Numero: Seduta n. 371
Soggetto: Camera dei Deputati
PRESIDENTE
PRESIDENTE. Il deputato Foti ha facoltà di replicare.
TOMMASO FOTI - CAPOGRUPPO DI FRATELLI D'ITALIA ALLA CAMERA
TOMMASO FOTI (FDI). Grazie, signor Presidente. Signor Ministro, la ringraziamo per la risposta che ha reso a un'interrogazione che non avremmo voluto presentare, perché tanto speravamo che vi fosse lucidità di giudizio nell'ambito di chi esercita delicate funzioni da evitare di costringerci a farlo.
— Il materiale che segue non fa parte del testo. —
#[async_trait]
impl CompanionApi for MockCompanionApi {
    async fn open_stream(&self, request: &SendRequest) -> Result<ByteStream, ApiError> {
        self.requests.lock().unwrap().push(request.clone());
        let script = self.streams.lock().unwrap().pop_front();
        match script {
            Some(StreamScript::Fragments(fragments)) => Ok(stream::iter(fragments).boxed()),
            Some(StreamScript::Fail(error)) => Err(error),
            Some(StreamScript::Channel(rx)) => Ok(ReceiverStream::new(rx).boxed()),
            None => Err(ApiError::network("No mock stream queued")),
        }
    }

    async fn clear_conversation(&self) -> Result<ClearResponse, ApiError> {
        *self.clear_calls.lock().unwrap() += 1;
        self.clears
            .lock()
            .unwrap()
            .pop_front()
            .unwrap_or_else(|| Err(ApiError::network("No mock clear response queued")))
    }

    async fn active_conversation(&self) -> Result<ActiveConversation, ApiError> {
        Ok(self.active.lock().unwrap().clone().unwrap_or_default())
    }
}

/// One `data:` frame with its blank separator line
pub fn frame(json: &str) -> Vec<u8> {
    format!("data: {json}\n\n").into_bytes()
}

// ============================================================================
// Test Runtime
// ============================================================================

/// Running runtime wired to a [`MockCompanionApi`]
pub struct TestRuntime {
    pub handle: ChatHandle,
    pub api: Arc<MockCompanionApi>,
    pub updates: broadcast::Receiver<ViewUpdate>,
    pub join: JoinHandle<()>,
}

impl TestRuntime {
    pub fn start(api: MockCompanionApi) -> Self {
        Self::with_context(api, ChatContext::default())
    }

    pub fn with_context(api: MockCompanionApi, context: ChatContext) -> Self {
        let api = Arc::new(api);
        let (handle, join) = start(context, Arc::clone(&api));
        let updates = handle.subscribe();
        Self {
            handle,
            api,
            updates,
            join,
        }
    }

    /// Wait for the first update matching `predicate`
    pub async fn wait_for_update<F>(&mut self, mut predicate: F) -> ViewUpdate
    where
        F: FnMut(&ViewUpdate) -> bool,
    {
        let deadline = tokio::time::Instant::now() + WAIT;
        loop {
            let remaining = deadline.saturating_duration_since(tokio::time::Instant::now());
            match tokio::time::timeout(remaining, self.updates.recv()).await {
                Ok(Ok(update)) if predicate(&update) => return update,
                Ok(Ok(_) | Err(broadcast::error::RecvError::Lagged(_))) => {}
                Ok(Err(broadcast::error::RecvError::Closed)) => panic!("runtime stopped"),
                Err(_) => panic!("timed out waiting for update"),
            }
        }
    }

    /// Wait until the exchange in flight has settled
    pub async fn wait_until_idle(&mut self) {
        self.wait_for_update(|u| {
            matches!(
                u,
                ViewUpdate::Busy {
                    sending: false,
                    clearing: false
                }
            )
        })
        .await;
    }

    pub fn state(&self) -> ChatState {
        self.handle.snapshot()
    }
}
Lo abbiamo sperato, ma purtroppo qualcuno è voluto andare oltre quelli che sono i propri poteri, ma anche il limite della critica. Signor Ministro, lei, proprio nei giorni scorsi, a dimostrazione di come questo Governo voglia far funzionare la giustizia e tenga allo Stato, ha firmato il decreto per l'assunzione di 599 magistrati (Applausi dei deputati del gruppo Fratelli d'Italia e del deputato Bof). È la risposta più bella che si poteva dare a chi, sulle e-mail, si esercita a voler stilare graduatorie di valutazione su questo o quel Presidente del Consiglio, sostituendosi al corpo elettorale, l'unico legittimato a farlo (Applausi dei deputati del gruppo Fratelli d'Italia e del deputato Bof).
Un conto è vincere un concorso, un conto è essere eletti dal popolo: sono due questioni veramente diverse, che non possono essere frammischiate. Se qualcuno vuol fare politica, e nessuno nega che un magistrato possa fare politica, non ha che da scendere in politica, però lasciando l'incarico che attualmente ricopre e non utilizzando quell'incarico per esercitare un ruolo politico all'interno della magistratura (Applausi dei deputati dei gruppi Fratelli d'Italia e Lega-Salvini Premier).
E aggiungo che il suo intervento, oltremodo puntuale, così come è stato puntuale nello spiegare, a chi evidentemente non lo ha capito, il testo della sentenza della Corte di giustizia europea, è particolarmente gradito, perché noi non cerchiamo vendette nei confronti di nessuno. Noi chiediamo soltanto che il giudice sia e rimanga terzo, come deve essere secondo Costituzione (Applausi dei deputati dei gruppi Fratelli d'Italia e Lega-Salvini Premier e della deputata Dalla Chiesa).